In issuing his findings, Donald T. Bliss cited testimony from janitors and cooks that the cuts have forced them to take up to three buses to get to work and walk 10 blocks or more late at night to catch a bus home.
“A fundamental purpose of the consent decree,” wrote Bliss, a Washington attorney appointed by U.S. District Judge Terry J. Hatter Jr., “is to improve bus service for transit-dependent riders. Therefore, any restructuring designed to achieve productivity and efficiency enhancements should be part of an overall plan to improve bus service to the transit-dependent.”
MTA officials have not decided whether they will appeal Bliss’ decision to Hatter. It was the first time that Bliss has issued a formal ruling since advocates for bus riders and the MTA signed the consent decree more than a year ago to settle a lawsuit accusing the transit authority of discriminating against poor and minority bus riders.
Transit officials eliminated or reduced “night owl service” on more than a dozen lines in December to save $2 million a year. Officials said it was too costly to run buses that often served fewer than 10 riders an hour; they contended that riders can still catch a bus “within reasonable walking distance,” no more than three-fourths of a mile from the canceled routes.
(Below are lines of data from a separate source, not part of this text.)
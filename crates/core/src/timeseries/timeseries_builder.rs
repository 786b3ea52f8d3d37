use chrono::Datelike;
use log::{debug, warn};
use rust_decimal::Decimal;

use crate::aggregation::{CostDiagnostics, DiagnosticKind, DiagnosticSample};
use crate::pricing::{build_key, MatchingCriteria, PricingIndex, PricingRecord, Scenario, ScenarioRate};
use crate::proration::prorate_month;
use crate::reservations::ReservationRow;
use crate::settings::EngineSettings;
use crate::utils::calendar_utils::{months_between, next_month, year_end};

use super::scenario_merger::merge_rows;
use super::timeseries_model::{CostPair, MonthlyCostEntry};

/// Merged series of a whole portfolio for one scenario.
#[derive(Debug, Clone, PartialEq, Eq)]
pub struct PortfolioSeries {
    pub scenario: Scenario,
    pub entries: Vec<MonthlyCostEntry>,
    pub diagnostics: CostDiagnostics,
}

/// Emits per-month costs of reservations for one scenario, up to the end of
/// the horizon year.
#[derive(Debug, Clone)]
pub struct CostTimeseriesBuilder {
    settings: EngineSettings,
    horizon_year: i32,
}

impl CostTimeseriesBuilder {
    pub fn new(settings: EngineSettings, horizon_year: i32) -> Self {
        Self {
            settings,
            horizon_year,
        }
    }

    pub fn horizon_year(&self) -> i32 {
        self.horizon_year
    }

    /// One entry per month from the row's start month through December of the
    /// horizon year. Only the `scenario` slot is filled. A row without an end
    /// date is priced up to the last day of its term.
    ///
    /// A scenario the record does not price yields zero-cost entries.
    pub fn build_series(
        &self,
        row: &ReservationRow,
        pricing: &PricingRecord,
        scenario: Scenario,
    ) -> Vec<MonthlyCostEntry> {
        let Some(horizon_end) = year_end(self.horizon_year) else {
            return Vec::new();
        };
        if row.start_date > horizon_end {
            return Vec::new();
        }

        let rate = pricing.rate_for(scenario).unwrap_or_else(|| {
            debug!(
                "No {} rate for reservation {}, emitting zero costs",
                scenario, row.id
            );
            ScenarioRate {
                upfront_cost: Decimal::ZERO,
                daily_rate: Decimal::ZERO,
            }
        });

        let mut months = months_between(row.start_date, horizon_end) as usize;
        if months > self.settings.max_month_iterations {
            warn!(
                "Reservation {} spans {} months, stopping after {}",
                row.id, months, self.settings.max_month_iterations
            );
            months = self.settings.max_month_iterations;
        }
        // Renewals chain from the term end, so an open-ended row stops there too.
        let end_date = row.effective_end_date();
        let (mut year, mut month) = (row.start_date.year(), row.start_date.month());
        let mut entries = Vec::with_capacity(months);

        for _ in 0..months {
            let cost = prorate_month(row.start_date, end_date, row.count, &rate, year, month);
            entries.push(MonthlyCostEntry::new(
                year,
                month,
                scenario,
                CostPair::new(cost.upfront_cost, cost.recurring_cost),
            ));
            (year, month) = next_month(year, month);
        }
        entries
    }

    /// Prices every row of a portfolio (originals and renewals) under one
    /// scenario and merges the rows into a single series.
    pub fn build_portfolio(
        &self,
        rows: &[ReservationRow],
        index: &PricingIndex,
        scenario: Scenario,
    ) -> PortfolioSeries {
        let cap = self.settings.max_unmatched_samples;
        let mut diagnostics = CostDiagnostics::default();
        let mut series = Vec::with_capacity(rows.len());

        for row in rows {
            let criteria = MatchingCriteria::from_row(row);
            let mut report = |kind: DiagnosticKind, message: String| {
                let sample = DiagnosticSample {
                    reservation_id: row.id.clone(),
                    kind,
                    matching_key: build_key(&criteria),
                    message: message.clone(),
                };
                if diagnostics.record(sample, cap) {
                    warn!("{}", message);
                }
            };

            if row.count == 0 {
                report(
                    DiagnosticKind::ZeroCount,
                    format!("Reservation {} has a count of zero", row.id),
                );
                continue;
            }
            let Some(record) = index.find_for_scenario(&criteria, scenario) else {
                report(
                    DiagnosticKind::UnmatchedPricing,
                    format!("No {} pricing found for reservation {}", scenario, row.id),
                );
                continue;
            };
            if !record.is_valid_for(scenario) {
                report(
                    DiagnosticKind::InvalidPricing,
                    format!(
                        "Pricing for reservation {} has a {} rate above on-demand",
                        row.id, scenario
                    ),
                );
                continue;
            }
            let row_series = self.build_series(row, record, scenario);
            if row_series.is_empty() {
                report(
                    DiagnosticKind::ZeroActiveDays,
                    format!(
                        "Reservation {} starts after the {} horizon",
                        row.id, self.horizon_year
                    ),
                );
                continue;
            }
            if record.rate_for(scenario).is_none() {
                report(
                    DiagnosticKind::MissingRates,
                    format!("Pricing for reservation {} lacks a {} rate", row.id, scenario),
                );
            }
            series.push(row_series);
        }

        PortfolioSeries {
            scenario,
            entries: merge_rows(&series),
            diagnostics,
        }
    }
}

/// Builds one reservation's series with default settings.
pub fn build_series(
    row: &ReservationRow,
    pricing: &PricingRecord,
    scenario: Scenario,
    horizon_year: i32,
) -> Vec<MonthlyCostEntry> {
    CostTimeseriesBuilder::new(EngineSettings::default(), horizon_year)
        .build_series(row, pricing, scenario)
}

/// Prices a portfolio under one scenario with default settings.
pub fn build_portfolio_series(
    rows: &[ReservationRow],
    index: &PricingIndex,
    scenario: Scenario,
    horizon_year: i32,
) -> PortfolioSeries {
    CostTimeseriesBuilder::new(EngineSettings::default(), horizon_year)
        .build_portfolio(rows, index, scenario)
}
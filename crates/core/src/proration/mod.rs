//! Proration module - per-month cost attribution.

mod monthly_prorater;

pub use monthly_prorater::{active_days_in_month, is_in_month, prorate_month, ProratedCost};
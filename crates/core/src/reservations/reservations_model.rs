//! Reservation domain models.

use chrono::{Datelike, NaiveDate};
use serde::{Deserialize, Serialize};

use crate::constants::DEFAULT_EDITION;
use crate::errors::{Result, ValidationError};
use crate::utils::calendar_utils::term_end;

/// How the upfront part of a reservation is paid.
#[derive(Debug, Clone, Copy, PartialEq, Eq, Hash, PartialOrd, Ord, Serialize, Deserialize)]
pub enum UpfrontPayment {
    #[serde(rename = "No Upfront")]
    NoUpfront,
    #[serde(rename = "Partial Upfront")]
    PartialUpfront,
    #[serde(rename = "All Upfront")]
    AllUpfront,
}

impl UpfrontPayment {
    pub fn as_str(&self) -> &'static str {
        match self {
            UpfrontPayment::NoUpfront => "No Upfront",
            UpfrontPayment::PartialUpfront => "Partial Upfront",
            UpfrontPayment::AllUpfront => "All Upfront",
        }
    }
}

impl std::fmt::Display for UpfrontPayment {
    fn fmt(&self, f: &mut std::fmt::Formatter<'_>) -> std::fmt::Result {
        f.write_str(self.as_str())
    }
}

/// Reservation term length.
#[derive(Debug, Clone, Copy, PartialEq, Eq, Hash, PartialOrd, Ord, Serialize, Deserialize)]
pub enum Term {
    #[serde(rename = "1yr")]
    OneYear,
    #[serde(rename = "3yr")]
    ThreeYear,
}

impl Term {
    pub fn months(&self) -> u32 {
        match self {
            Term::OneYear => 12,
            Term::ThreeYear => 36,
        }
    }

    pub fn from_months(months: u32) -> Result<Self> {
        match months {
            12 => Ok(Term::OneYear),
            36 => Ok(Term::ThreeYear),
            other => Err(ValidationError::UnsupportedTerm(other).into()),
        }
    }
}

/// Whether a row is a real purchase or a synthesized renewal.
#[derive(Debug, Clone, Copy, PartialEq, Eq, Hash, Serialize, Deserialize, Default)]
#[serde(rename_all = "lowercase")]
pub enum ReservationType {
    #[default]
    Actual,
    Projected,
}

fn default_edition() -> String {
    DEFAULT_EDITION.to_string()
}

/// One purchased (or projected) group of identical reserved instances.
#[derive(Debug, Clone, PartialEq, Eq, Serialize, Deserialize)]
#[serde(rename_all = "camelCase")]
pub struct ReservationRow {
    pub id: String,
    pub start_date: NaiveDate,
    /// Inclusive end date. `None` when the source did not report one.
    #[serde(default)]
    pub end_date: Option<NaiveDate>,
    pub count: u32,
    pub instance_class: String,
    pub region: String,
    pub multi_az: bool,
    pub engine: String,
    #[serde(default = "default_edition")]
    pub edition: String,
    pub upfront_payment: UpfrontPayment,
    pub duration_months: u32,
    #[serde(rename = "type", default)]
    pub reservation_type: ReservationType,
}

impl ReservationRow {
    /// The reported end date, or the last day of the term when none was reported.
    pub fn effective_end_date(&self) -> Option<NaiveDate> {
        self.end_date
            .or_else(|| term_end(self.start_date, self.duration_months))
    }

    pub fn is_projected(&self) -> bool {
        self.reservation_type == ReservationType::Projected
    }
}

/// First calendar year fully covered once the latest reservation has expired.
///
/// A portfolio whose latest end date falls on January 1 qualifies that year;
/// any other end date pushes the horizon to the following year.
pub fn first_full_year(rows: &[ReservationRow]) -> Option<i32> {
    let latest = rows.iter().filter_map(|r| r.effective_end_date()).max()?;
    if latest.month() == 1 && latest.day() == 1 {
        Some(latest.year())
    } else {
        Some(latest.year() + 1)
    }
}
The cuts set off a reaction that resulted in police dragging six protesters out of an MTA board meeting in December.
Constance L. Rice, western regional counsel for the NAACP Legal Defense and Educational Fund and the plaintiffs’ lead attorney in the federal suit, called Bliss’ decision an important victory. “It sets the framework for the decree,” she said. “You can’t cut bus service unless it’s in the context of improving overall service.”
Julian Burke, MTA’s interim chief executive officer, had not decided on the agency’s next step. But he said Tuesday that MTA’s intent was to use the savings to improve bus service so “that the buses that were driving around with such few passengers in the middle of the night could be better used to reduce overcrowding.”
Eric Mann, director of the Labor/Community Strategy Center, the lead plaintiff, said he will urge the MTA to restore the late-night bus service immediately, while the parties work on finding more economical alternatives.
Bliss directed the MTA to work with the Bus Riders Union in developing a plan to “provide safe, viable replacement transportation service” to the transit dependent, perhaps by using taxi vouchers or vans. If a plan is not submitted within 30 days, the special master said he will recommend that the late-night bus service be restored.